▶ **INPUT**:
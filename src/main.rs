/// Media Service - HTTP Server
///
/// Issues upload tickets, transcodes uploads into adaptive HLS in the
/// background, and serves metadata, playback and engagement endpoints.
use actix_web::{middleware as actix_middleware, web, App, HttpResponse, HttpServer};
use media_service::cache::{MediaCache, RedisCache};
use media_service::handlers;
use media_service::services::{
    encode_worker, CommentService, EncodeContext, LikeService, StorageClient, TagService,
    TranscodingEngine, VideoService,
};
use media_service::Config;
use sqlx::postgres::PgPoolOptions;
use std::io;
use std::sync::Arc;
use tracing_subscriber::EnvFilter;

/// Encode queue depth per worker shard
const ENCODE_QUEUE_CAPACITY: usize = 64;

#[actix_web::main]
async fn main() -> io::Result<()> {
    dotenvy::dotenv().ok();
    tracing_subscriber::fmt()
        .with_env_filter(EnvFilter::try_from_default_env().unwrap_or_else(|_| "info".into()))
        .init();

    let config = Config::from_env()
        .map_err(|e| io::Error::new(io::ErrorKind::Other, format!("Invalid configuration: {e}")))?;

    let bind_address = format!("{}:{}", config.app.host, config.app.port);
    tracing::info!(%bind_address, env = %config.app.env, "media service starting");

    let db_pool = PgPoolOptions::new()
        .max_connections(config.database.max_connections)
        .connect(&config.database.url)
        .await
        .map_err(|e| {
            io::Error::new(
                io::ErrorKind::Other,
                format!("Failed to connect to database: {e}"),
            )
        })?;

    sqlx::migrate!("./migrations")
        .run(&db_pool)
        .await
        .map_err(|e| io::Error::new(io::ErrorKind::Other, format!("Migration failed: {e}")))?;

    let redis_client = redis::Client::open(config.cache.redis_url.as_str())
        .map_err(|e| io::Error::new(io::ErrorKind::Other, format!("Invalid REDIS_URL: {e}")))?;
    let cache: Arc<dyn MediaCache> =
        Arc::new(RedisCache::new(redis_client).await.map_err(|e| {
            io::Error::new(
                io::ErrorKind::Other,
                format!("Failed to initialize cache: {e}"),
            )
        })?);

    let storage = StorageClient::new(config.s3.clone()).await.map_err(|e| {
        io::Error::new(
            io::ErrorKind::Other,
            format!("Failed to initialize storage: {e}"),
        )
    })?;
    if let Err(e) = storage.health_check().await {
        tracing::warn!("storage health check failed at startup: {e}");
    }

    let engine = TranscodingEngine::new(config.media.clone());

    let (encode_queue, _workers) = encode_worker::start_encode_workers(
        EncodeContext {
            pool: db_pool.clone(),
            storage: storage.clone(),
            engine,
            cache: Arc::clone(&cache),
            cfg: config.media.clone(),
        },
        ENCODE_QUEUE_CAPACITY,
    );

    match encode_worker::recover_stalled_jobs(&db_pool, &encode_queue).await {
        Ok(0) => {}
        Ok(count) => tracing::info!(count, "requeued stalled encode jobs"),
        Err(e) => tracing::warn!("stalled job recovery failed: {e}"),
    }

    let video_service = web::Data::new(VideoService::new(
        db_pool.clone(),
        Arc::clone(&cache),
        storage.clone(),
        encode_queue,
        config.media.clone(),
    ));
    let like_service = web::Data::new(LikeService::new(db_pool.clone(), Arc::clone(&cache)));
    let comment_service = web::Data::new(CommentService::new(db_pool.clone(), Arc::clone(&cache)));
    let tag_service = web::Data::new(TagService::new(db_pool.clone(), Arc::clone(&cache)));

    HttpServer::new(move || {
        App::new()
            .app_data(video_service.clone())
            .app_data(like_service.clone())
            .app_data(comment_service.clone())
            .app_data(tag_service.clone())
            .wrap(actix_middleware::Logger::default())
            .route(
                "/api/v1/health",
                web::get()
                    .to(|| async { HttpResponse::Ok().json(serde_json::json!({"status": "ok"})) }),
            )
            .route(
                "/api/v1/health/ready",
                web::get().to(|| async { HttpResponse::Ok().finish() }),
            )
            .service(
                web::scope("/api/v1")
                    .service(
                        web::scope("/videos")
                            .route("/upload-url", web::post().to(handlers::videos::issue_upload_url))
                            .route("/feed", web::get().to(handlers::videos::get_feed))
                            .route("/popular", web::get().to(handlers::videos::get_popular))
                            .route("/mine", web::get().to(handlers::videos::get_my_videos))
                            .route("/liked/mine", web::get().to(handlers::likes::get_liked_videos))
                            .route("/{id}/complete", web::post().to(handlers::videos::complete_upload))
                            .route("/{id}/view", web::post().to(handlers::videos::record_view))
                            .route("/{id}/stream/{filename}", web::get().to(handlers::videos::serve_hls_file))
                            .route("/{id}/prefetch", web::post().to(handlers::videos::prefetch_segments))
                            .route("/{id}/visibility", web::patch().to(handlers::videos::toggle_visibility))
                            .route("/{id}/like", web::post().to(handlers::likes::toggle_like))
                            .route("/{id}/like", web::get().to(handlers::likes::get_like_status))
                            .route("/{id}/comments", web::post().to(handlers::comments::create_comment))
                            .route("/{id}/comments", web::get().to(handlers::comments::get_comments))
                            .route("/{id}", web::get().to(handlers::videos::get_video))
                            .route("/{id}", web::delete().to(handlers::videos::delete_video)),
                    )
                    .service(
                        web::scope("/comments")
                            .route("/{id}/replies", web::get().to(handlers::comments::get_replies))
                            .route("/{id}", web::patch().to(handlers::comments::update_comment))
                            .route("/{id}", web::delete().to(handlers::comments::delete_comment)),
                    )
                    .service(
                        web::scope("/tags")
                            .route("/search", web::get().to(handlers::tags::search))
                            .route("/popular", web::get().to(handlers::tags::popular))
                            .route("/suggest", web::get().to(handlers::tags::suggest)),
                    ),
            )
    })
    .bind(&bind_address)?
    .run()
    .await
}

▶ **WHAT IS NEEDED**: All of the material should be set down exactly as it reads.

▶ **RESPONSE**:
filename src/main.rs
/// Media Service - HTTP Server
///
/// Issues upload tickets, transcodes uploads into adaptive HLS in the
/// background, and serves metadata, playback and engagement endpoints.
use actix_web::{middleware as actix_middleware, web, App, HttpResponse, HttpServer};
use media_service::cache::{MediaCache, RedisCache};
use media_service::handlers;
use media_service::services::{
    encode_worker, CommentService, EncodeContext, LikeService, StorageClient, TagService,
    TranscodingEngine, VideoService,
};
use media_service::Config;
use sqlx::postgres::PgPoolOptions;
use std::io;
use std::sync::Arc;
use tracing_subscriber::EnvFilter;

/// Encode queue depth per worker shard
const ENCODE_QUEUE_CAPACITY: usize = 64;

#[actix_web::main]
async fn main() -> io::Result<()> {
    dotenvy::dotenv().ok();
    tracing_subscriber::fmt()
        .with_env_filter(EnvFilter::try_from_default_env().unwrap_or_else(|_| "info".into()))
        .init();

    let config = Config::from_env()
        .map_err(|e| io::Error::new(io::ErrorKind::Other, format!("Invalid configuration: {e}")))?;

    let bind_address = format!("{}:{}", config.app.host, config.app.port);
    tracing::info!(%bind_address, env = %config.app.env, "media service starting");

    let db_pool = PgPoolOptions::new()
        .max_connections(config.database.max_connections)
        .connect(&config.database.url)
        .await
        .map_err(|e| {
            io::Error::new(
                io::ErrorKind::Other,
                format!("Failed to connect to database: {e}"),
            )
        })?;

    sqlx::migrate!("./migrations")
        .run(&db_pool)
        .await
        .map_err(|e| io::Error::new(io::ErrorKind::Other, format!("Migration failed: {e}")))?;

    let redis_client = redis::Client::open(config.cache.redis_url.as_str())
        .map_err(|e| io::Error::new(io::ErrorKind::Other, format!("Invalid REDIS_URL: {e}")))?;
    let cache: Arc<dyn MediaCache> =
        Arc::new(RedisCache::new(redis_client).await.map_err(|e| {
            io::Error::new(
                io::ErrorKind::Other,
                format!("Failed to initialize cache: {e}"),
            )
        })?);

    let storage = StorageClient::new(config.s3.clone()).await.map_err(|e| {
        io::Error::new(
            io::ErrorKind::Other,
            format!("Failed to initialize storage: {e}"),
        )
    })?;
    if let Err(e) = storage.health_check().await {
        tracing::warn!("storage health check failed at startup: {e}");
    }

    let engine = TranscodingEngine::new(config.media.clone());

    let (encode_queue, _workers) = encode_worker::start_encode_workers(
        EncodeContext {
            pool: db_pool.clone(),
            storage: storage.clone(),
            engine,
            cache: Arc::clone(&cache),
            cfg: config.media.clone(),
        },
        ENCODE_QUEUE_CAPACITY,
    );

    match encode_worker::recover_stalled_jobs(&db_pool, &encode_queue).await {
        Ok(0) => {}
        Ok(count) => tracing::info!(count, "requeued stalled encode jobs"),
        Err(e) => tracing::warn!("stalled job recovery failed: {e}"),
    }

    let video_service = web::Data::new(VideoService::new(
        db_pool.clone(),
        Arc::clone(&cache),
        storage.clone(),
        encode_queue,
        config.media.clone(),
    ));
    let like_service = web::Data::new(LikeService::new(db_pool.clone(), Arc::clone(&cache)));
    let comment_service = web::Data::new(CommentService::new(db_pool.clone(), Arc::clone(&cache)));
    let tag_service = web::Data::new(TagService::new(db_pool.clone(), Arc::clone(&cache)));

    HttpServer::new(move || {
        App::new()
            .app_data(video_service.clone())
            .app_data(like_service.clone())
            .app_data(comment_service.clone())
            .app_data(tag_service.clone())
            .wrap(actix_middleware::Logger::default())
            .route(
                "/api/v1/health",
                web::get()
                    .to(|| async { HttpResponse::Ok().json(serde_json::json!({"status": "ok"})) }),
            )
            .route(
                "/api/v1/health/ready",
                web::get().to(|| async { HttpResponse::Ok().finish() }),
            )
            .service(
                web::scope("/api/v1")
                    .service(
                        web::scope("/videos")
                            .route("/upload-url", web::post().to(handlers::videos::issue_upload_url))
                            .route("/feed", web::get().to(handlers::videos::get_feed))
                            .route("/popular", web::get().to(handlers::videos::get_popular))
                            .route("/mine", web::get().to(handlers::videos::get_my_videos))
                            .route("/liked/mine", web::get().to(handlers::likes::get_liked_videos))
                            .route("/{id}/complete", web::post().to(handlers::videos::complete_upload))
                            .route("/{id}/view", web::post().to(handlers::videos::record_view))
                            .route("/{id}/stream/{filename}", web::get().to(handlers::videos::serve_hls_file))
                            .route("/{id}/prefetch", web::post().to(handlers::videos::prefetch_segments))
                            .route("/{id}/visibility", web::patch().to(handlers::videos::toggle_visibility))
                            .route("/{id}/like", web::post().to(handlers::likes::toggle_like))
                            .route("/{id}/like", web::get().to(handlers::likes::get_like_status))
                            .route("/{id}/comments", web::post().to(handlers::comments::create_comment))
                            .route("/{id}/comments", web::get().to(handlers::comments::get_comments))
                            .route("/{id}", web::get().to(handlers::videos::get_video))
                            .route("/{id}", web::delete().to(handlers::videos::delete_video)),
                    )
                    .service(
                        web::scope("/comments")
                            .route("/{id}/replies", web::get().to(handlers::comments::get_replies))
                            .route("/{id}", web::patch().to(handlers::comments::update_comment))
                            .route("/{id}", web::delete().to(handlers::comments::delete_comment)),
                    )
                    .service(
                        web::scope("/tags")
                            .route("/search", web::get().to(handlers::tags::search))
                            .route("/popular", web::get().to(handlers::tags::popular))
                            .route("/suggest", web::get().to(handlers::tags::suggest)),
                    ),
            )
    })
    .bind(&bind_address)?
    .run()
    .await
}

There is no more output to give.